Response of lotic microbial communities to altered water source and nutritional state in a glaciated alpine floodplain
Limnol. Oceanogr., 58(3), 2013, 951-965 | DOI: 10.4319/lo.2013.58.3.0951
ABSTRACT: Factors driving bacterial community composition (BCC) and linkages to ecosystem function (EF) are a fundamental interest in microbial ecology. Climate warming is expected to cause a shift from glacial- to groundwater-dominated water sources in alpine catchments due to receding glaciers, which is likely accompanied by a shift in BCC and EF. In this context, we performed a reciprocal transplant experiment of hyporheic sediments within a Swiss alpine floodplain.
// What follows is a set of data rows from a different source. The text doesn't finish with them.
//! Regular grid layout of the low-poly terrain mesh.
//!
//! A tile is sampled on an `N × N` grid of points. Point `(0, 0)` is the
//! north-west corner, `gx` grows eastwards and `gy` southwards. Each of the
//! `(N-1)²` quads is split into two triangles that own their vertices:
//!
//! ```text
//!  (x,y) 0,3 ──── 1 (x+1,y)        triangle 1: 0 (x,y)   1 (x+1,y)   2 (x,y+1)
//!         │  ╲    │                triangle 2: 3 (x+1,y) 4 (x+1,y+1) 5 (x,y+1)
//!         │    ╲  │
//! (x,y+1) 2,5 ─── 4 (x+1,y+1)
//! ```
//!
//! so one grid point is shared by up to six vertices.

use glam::{Vec2, Vec3};

use super::{MeshBounds, MeshData, MeshError};
use crate::coord::TileBounds;

/// Smallest usable sample count (a single quad).
pub const MIN_SAMPLE_COUNT: usize = 2;

/// Largest accepted sample count.
pub const MAX_SAMPLE_COUNT: usize = 256;

const VERTICES_PER_QUAD: usize = 6;

/// Index arithmetic for an `N × N` sample grid.
#[derive(Debug, Clone, Copy, PartialEq, Eq)]
pub struct GridLayout {
    sample_count: usize,
}

impl GridLayout {
    /// # Errors
    ///
    /// Returns `MeshError::InvalidSampleCount` outside `2..=256`.
    pub fn new(sample_count: usize) -> Result<Self, MeshError> {
        if !(MIN_SAMPLE_COUNT..=MAX_SAMPLE_COUNT).contains(&sample_count) {
            return Err(MeshError::InvalidSampleCount(sample_count));
        }
        Ok(Self { sample_count })
    }

    pub fn sample_count(&self) -> usize {
        self.sample_count
    }

    /// Index of the last row and column.
    #[inline]
    pub fn cap(&self) -> usize {
        self.sample_count - 1
    }

    pub fn quad_count(&self) -> usize {
        self.cap() * self.cap()
    }

    pub fn vertex_count(&self) -> usize {
        self.quad_count() * VERTICES_PER_QUAD
    }

    /// First vertex index of the quad whose north-west corner is `(x, y)`.
    #[inline]
    pub fn quad_base(&self, x: usize, y: usize) -> usize {
        (y * self.cap() + x) * VERTICES_PER_QUAD
    }

    /// Indices of every vertex sitting on grid point `(gx, gy)`.
    pub fn vertices_at(&self, gx: usize, gy: usize) -> impl Iterator<Item = usize> {
        let cap = self.cap();
        let mut found = [None; VERTICES_PER_QUAD];

        if gx < cap && gy < cap {
            found[0] = Some(self.quad_base(gx, gy));
        }
        if gx > 0 && gx <= cap && gy < cap {
            let base = self.quad_base(gx - 1, gy);
            found[1] = Some(base + 1);
            found[2] = Some(base + 3);
        }
        if gx < cap && gy > 0 && gy <= cap {
            let base = self.quad_base(gx, gy - 1);
            found[3] = Some(base + 2);
            found[4] = Some(base + 5);
        }
        if gx > 0 && gy > 0 && gx <= cap && gy <= cap {
            found[5] = Some(self.quad_base(gx - 1, gy - 1) + 4);
        }

        found.into_iter().flatten()
    }

    /// Elevation at a grid point.
    pub fn height_at(&self, mesh: &MeshData, gx: usize, gy: usize) -> Option<f32> {
        self.vertices_at(gx, gy)
            .next()
            .and_then(|i| mesh.vertices.get(i))
            .map(|v| v.y)
    }

    /// Set the elevation of every vertex on a grid point.
    pub fn set_height_at(&self, mesh: &mut MeshData, gx: usize, gy: usize, height: f32) {
        for i in self.vertices_at(gx, gy) {
            if let Some(vertex) = mesh.vertices.get_mut(i) {
                vertex.y = height;
            }
        }
    }
}

/// Build the flat base grid for a tile.
///
/// # Arguments
///
/// * `layout` - Sample grid
/// * `bounds` - Tile footprint; positions are relative to its center
/// * `scale` - World units per Mercator metre
pub fn build_base_mesh(layout: &GridLayout, bounds: &TileBounds, scale: f32) -> MeshData {
    let cap = layout.cap();
    let center = bounds.center();
    let step = 1.0 / cap as f64;

    let point = |gx: usize, gy: usize| -> (Vec3, Vec2) {
        let tx = gx as f64 * step;
        let ty = gy as f64 * step;
        let x = lerp(bounds.min.x, bounds.max.x, tx) - center.x;
        let z = lerp(bounds.min.y, bounds.max.y, ty) - center.y;
        (
            Vec3::new(x as f32 * scale, 0.0, z as f32 * scale),
            Vec2::new(tx as f32, 1.0 - ty as f32),
        )
    };

    let count = layout.vertex_count();
    let mut vertices = Vec::with_capacity(count);
    let mut uvs = Vec::with_capacity(count);

    for y in 0..cap {
        for x in 0..cap {
            let corners = [
                (x, y),
                (x + 1, y),
                (x, y + 1),
                (x + 1, y),
                (x + 1, y + 1),
                (x, y + 1),
            ];
            for (gx, gy) in corners {
                let (position, uv) = point(gx, gy);
                vertices.push(position);
                uvs.push(uv);
            }
        }
    }

    let bounds = MeshBounds::from_points(&vertices);
    MeshData {
        vertices,
        normals: vec![Vec3::Y; count],
        uvs,
        triangles: (0..count as u32).collect(),
        bounds,
    }
}

#[inline]
fn lerp(a: f64, b: f64, t: f64) -> f64 {
    a + (b - a) * t
}

#[cfg(test)]
mod tests {
    use super::*;
    use crate::coord::{tile_bounds, TileId};

    fn layout(n: usize) -> GridLayout {
        GridLayout::new(n).unwrap()
    }

    #[test]
    fn test_sample_count_bounds() {
        assert!(matches!(GridLayout::new(1), Err(MeshError::InvalidSampleCount(1))));
        assert!(GridLayout::new(2).is_ok());
        assert!(GridLayout::new(256).is_ok());
        assert!(GridLayout::new(257).is_err());
    }

    #[test]
    fn test_counts() {
        let grid = layout(10);
        assert_eq!(grid.cap(), 9);
        assert_eq!(grid.vertex_count(), 6 * 81);
        assert_eq!(grid.quad_base(2, 1), (9 + 2) * 6);
    }

    #[test]
    fn test_vertices_per_point() {
        let grid = layout(4);
        // Corners
        assert_eq!(grid.vertices_at(0, 0).count(), 1);
        assert_eq!(grid.vertices_at(3, 0).count(), 2);
        assert_eq!(grid.vertices_at(0, 3).count(), 2);
        assert_eq!(grid.vertices_at(3, 3).count(), 1);
        // Edge and interior
        assert_eq!(grid.vertices_at(1, 0).count(), 3);
        assert_eq!(grid.vertices_at(1, 1).count(), 6);
        // Out of range
        assert_eq!(grid.vertices_at(4, 0).count(), 0);
    }

    #[test]
    fn test_every_vertex_belongs_to_one_point() {
        let grid = layout(5);
        let mut seen = vec![0u32; grid.vertex_count()];
        for gy in 0..=grid.cap() {
            for gx in 0..=grid.cap() {
                for i in grid.vertices_at(gx, gy) {
                    seen[i] += 1;
                }
            }
        }
        assert!(seen.iter().all(|n| *n == 1));
    }

    #[test]
    fn test_vertices_at_share_position() {
        let grid = layout(4);
        let bounds = tile_bounds(&TileId { z: 4, x: 3, y: 5 });
        let mesh = build_base_mesh(&grid, &bounds, 0.001);
        for gy in 0..=grid.cap() {
            for gx in 0..=grid.cap() {
                let mut positions = grid.vertices_at(gx, gy).map(|i| mesh.vertices[i]);
                let first = positions.next().unwrap();
                assert!(positions.all(|p| p == first));
            }
        }
    }

    #[test]
    fn test_base_mesh_orientation() {
        let grid = layout(3);
        let bounds = tile_bounds(&TileId { z: 1, x: 0, y: 0 });
        let mesh = build_base_mesh(&grid, &bounds, 1.0);

        assert_eq!(mesh.vertex_count(), 24);
        assert_eq!(mesh.triangle_count(), 8);
        assert!(mesh.vertices.iter().all(|v| v.y == 0.0));

        let nw = mesh.vertices[grid.vertices_at(0, 0).next().unwrap()];
        let se = mesh.vertices[grid.vertices_at(2, 2).next().unwrap()];
        assert!(nw.x < 0.0 && nw.z > 0.0);
        assert!(se.x > 0.0 && se.z < 0.0);

        let nw_uv = mesh.uvs[grid.vertices_at(0, 0).next().unwrap()];
        assert_eq!(nw_uv, Vec2::new(0.0, 1.0));
    }

    #[test]
    fn test_base_mesh_normals_are_up() {
        let grid = layout(4);
        let bounds = tile_bounds(&TileId { z: 2, x: 1, y: 1 });
        let mut mesh = build_base_mesh(&grid, &bounds, 1.0e-3);
        mesh.recalculate_normals();
        assert!(mesh
            .normals
            .iter()
            .all(|n| (n.y - 1.0).abs() < 1e-5));
    }

    #[test]
    fn test_set_height_at_moves_all_copies() {
        let grid = layout(4);
        let bounds = tile_bounds(&TileId { z: 2, x: 1, y: 1 });
        let mut mesh = build_base_mesh(&grid, &bounds, 1.0);
        grid.set_height_at(&mut mesh, 1, 1, 7.5);

        assert_eq!(grid.height_at(&mesh, 1, 1), Some(7.5));
        assert!(grid.vertices_at(1, 1).all(|i| mesh.vertices[i].y == 7.5));
        assert_eq!(grid.height_at(&mesh, 2, 1), Some(0.0));
    }
}
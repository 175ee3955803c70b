//! `mesh` command: load a block of tiles from disk and mesh them.

use std::fs::File;
use std::io::{BufWriter, Write};
use std::path::{Path, PathBuf};
use std::sync::Arc;

use clap::{Args, ValueEnum};
use terratile::config::{MapFrame, TerrainConfig, TerrainKind};
use terratile::coord::{tile_center_latitude, TileId};
use terratile::factory::{MapEvent, TerrainFactory};
use terratile::fetch::FileSystemSource;
use terratile::mesh::MeshData;
use terratile::tile::Tile;
use tracing::{debug, info};

use super::block_around;
use crate::error::CliError;

#[derive(Debug, Clone, Copy, ValueEnum)]
pub enum TerrainArg {
    /// Flat quad, no elevation
    Flat,
    /// Height-displaced grid stitched to its neighbours
    LowPoly,
}

impl From<TerrainArg> for TerrainKind {
    fn from(arg: TerrainArg) -> Self {
        match arg {
            TerrainArg::Flat => TerrainKind::Flat,
            TerrainArg::LowPoly => TerrainKind::LowPoly,
        }
    }
}

#[derive(Debug, Args)]
pub struct MeshArgs {
    /// Tile directory laid out as <map_id>/<z>/<x>/<y>.<ext>
    #[arg(long)]
    pub source: PathBuf,

    /// Zoom level
    #[arg(long)]
    pub zoom: u8,

    /// Column of the centre tile
    #[arg(long, allow_negative_numbers = true)]
    pub x: i32,

    /// Row of the centre tile
    #[arg(long)]
    pub y: i32,

    /// Tiles on each side of the centre tile (at most 32)
    #[arg(long, default_value = "1")]
    pub radius: u32,

    /// Terrain kind (overrides the configuration)
    #[arg(long, value_enum)]
    pub terrain: Option<TerrainArg>,

    /// Grid samples along each tile edge (overrides the configuration)
    #[arg(long)]
    pub sample_count: Option<usize>,

    /// Height exaggeration (overrides the configuration)
    #[arg(long)]
    pub exaggeration: Option<f32>,

    /// Scale heights by the latitude of the centre tile
    #[arg(long)]
    pub relative_height: bool,

    /// World units per Mercator metre
    #[arg(long, default_value = "0.001")]
    pub scale: f32,

    /// Write all meshes to a Wavefront OBJ file
    #[arg(long)]
    pub output: Option<PathBuf>,
}

pub fn run(args: MeshArgs, config: TerrainConfig) -> Result<(), CliError> {
    let center = TileId::new(args.zoom, args.x, args.y)?;
    let config = apply_overrides(&args, config, center);
    config.validate()?;

    let runtime = tokio::runtime::Runtime::new().map_err(CliError::Runtime)?;
    runtime.block_on(run_block(args, config, center))
}

fn apply_overrides(args: &MeshArgs, mut config: TerrainConfig, center: TileId) -> TerrainConfig {
    if let Some(terrain) = args.terrain {
        config.elevation.terrain = terrain.into();
    }
    if let Some(sample_count) = args.sample_count {
        config.elevation.sample_count = sample_count;
    }
    if let Some(exaggeration) = args.exaggeration {
        config.elevation.exaggeration_factor = exaggeration;
    }
    if args.relative_height {
        config.elevation.use_relative_height = true;
    }
    config.map = MapFrame {
        center_latitude: tile_center_latitude(&center),
        initial_zoom: center.z,
    };
    config
}

async fn run_block(args: MeshArgs, config: TerrainConfig, center: TileId) -> Result<(), CliError> {
    let tiles = block_around(center, args.radius)?;
    let source = Arc::new(FileSystemSource::new(&args.source));
    let (mut factory, mut events) = TerrainFactory::from_config(config, source);

    info!(
        center = %center,
        tiles = tiles.len(),
        source = %args.source.display(),
        "Meshing tile block"
    );

    // One tile at a time so every tile stitches against the finished tiles
    // before it in row-major order
    for id in &tiles {
        factory.load_tile(*id, args.scale, center.z)?;
        factory.run_until_idle().await;
    }

    let mut failures = 0;
    while let Ok(event) = events.try_recv() {
        match event {
            MapEvent::FetchError(_)
            | MapEvent::DecodeError { .. }
            | MapEvent::MeshFailed { .. } => {
                failures += 1;
                println!("  ! {}", event);
            }
            _ => debug!(event = %event, "Map event"),
        }
    }

    println!();
    println!(
        "{:<16} {:<10} {:<10} {:<10} {:>8} {:>20}",
        "TILE", "RASTER", "HEIGHT", "VECTOR", "VERTS", "HEIGHT RANGE"
    );
    for id in &tiles {
        if let Some(tile) = factory.slot_for(*id).and_then(|slot| factory.tile(slot)) {
            print_tile(tile);
        }
    }
    println!();
    println!("{} tiles, {} problems", tiles.len(), failures);

    if let Some(path) = &args.output {
        let placed = tiles.iter().filter_map(|id| {
            let tile = factory.tile(factory.slot_for(*id)?)?;
            Some((*id, tile))
        });
        let written = write_obj(path, center, placed)?;
        println!("Wrote {} meshes to {}", written, path.display());
    }

    Ok(())
}

fn print_tile(tile: &Tile) {
    let states = tile.states();
    let id = tile.id().map(|id| id.to_string()).unwrap_or_default();
    let (verts, range) = match tile.mesh() {
        Some(mesh) => {
            let (lo, hi) = mesh.height_range();
            (mesh.vertex_count().to_string(), format!("{:.3}..{:.3}", lo, hi))
        }
        None => ("-".to_string(), "-".to_string()),
    };
    println!(
        "{:<16} {:<10} {:<10} {:<10} {:>8} {:>20}",
        id,
        states.raster().to_string(),
        states.height().to_string(),
        states.vector().to_string(),
        verts,
        range
    );
}

/// Write every meshed tile as an OBJ object, placed relative to `center`.
///
/// Returns the number of meshes written.
fn write_obj<'a>(
    path: &Path,
    center: TileId,
    tiles: impl Iterator<Item = (TileId, &'a Tile)>,
) -> Result<usize, CliError> {
    let to_error = |error| CliError::FileWrite {
        path: path.to_path_buf(),
        error,
    };

    let file = File::create(path).map_err(to_error)?;
    let mut out = BufWriter::new(file);
    let mut written = 0;
    let mut base = 1;

    for (id, tile) in tiles {
        let (Some(mesh), Some(kind)) = (tile.mesh(), tile.terrain_kind()) else {
            continue;
        };
        let dx = (id.x - center.x) as f32 * kind.extent;
        let dz = (center.y - id.y) as f32 * kind.extent;
        let name = format!("tile_{}_{}_{}", id.z, id.x, id.y);
        write_object(&mut out, &name, mesh, dx, dz, base).map_err(to_error)?;
        base += mesh.vertex_count();
        written += 1;
    }

    out.flush().map_err(to_error)?;
    Ok(written)
}

fn write_object(
    out: &mut impl Write,
    name: &str,
    mesh: &MeshData,
    dx: f32,
    dz: f32,
    base: usize,
) -> std::io::Result<()> {
    writeln!(out, "o {}", name)?;
    for v in &mesh.vertices {
        writeln!(out, "v {} {} {}", v.x + dx, v.y, v.z + dz)?;
    }
    for n in &mesh.normals {
        writeln!(out, "vn {} {} {}", n.x, n.y, n.z)?;
    }
    for face in mesh.triangles.chunks_exact(3) {
        let [a, b, c] = [face[0], face[1], face[2]].map(|i| i as usize + base);
        writeln!(out, "f {a}//{a} {b}//{b} {c}//{c}")?;
    }
    Ok(())
}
We assessed the influence of water source (groundwater = krenal, glacial water = kryal) and nutritional state (C, N, and P) on BCC and EF. Experimental response was tested using automated ribosomal intergenic spacer amplification and potential activities of eight different enzymes. BCC from both kryal and krenal systems was highly resistant to changes in water source, yet exhibited pronounced EF flexibility. Major factors determining BCC and EF response were sediment origin followed by seasonal variation in BCC. The gradient in seasonal change in BCC showed different strengths in the two water systems. Krenal BCC was more seasonally stable compared with kryal BCC, although functional plasticity showed the same extent in both. This difference in connectivity between BCC and EF suggests that krenal BCC was dominated by generalists, whereas kryal BCC was dominated by specialists. The weak effect of altered nutritional state on BCC and EF indicates a complex but hierarchically structured relationship among these factors. We conclude that microbial communities in alpine catchments are able to rapidly buffer the effect of shifts in water source on ecosystem functioning.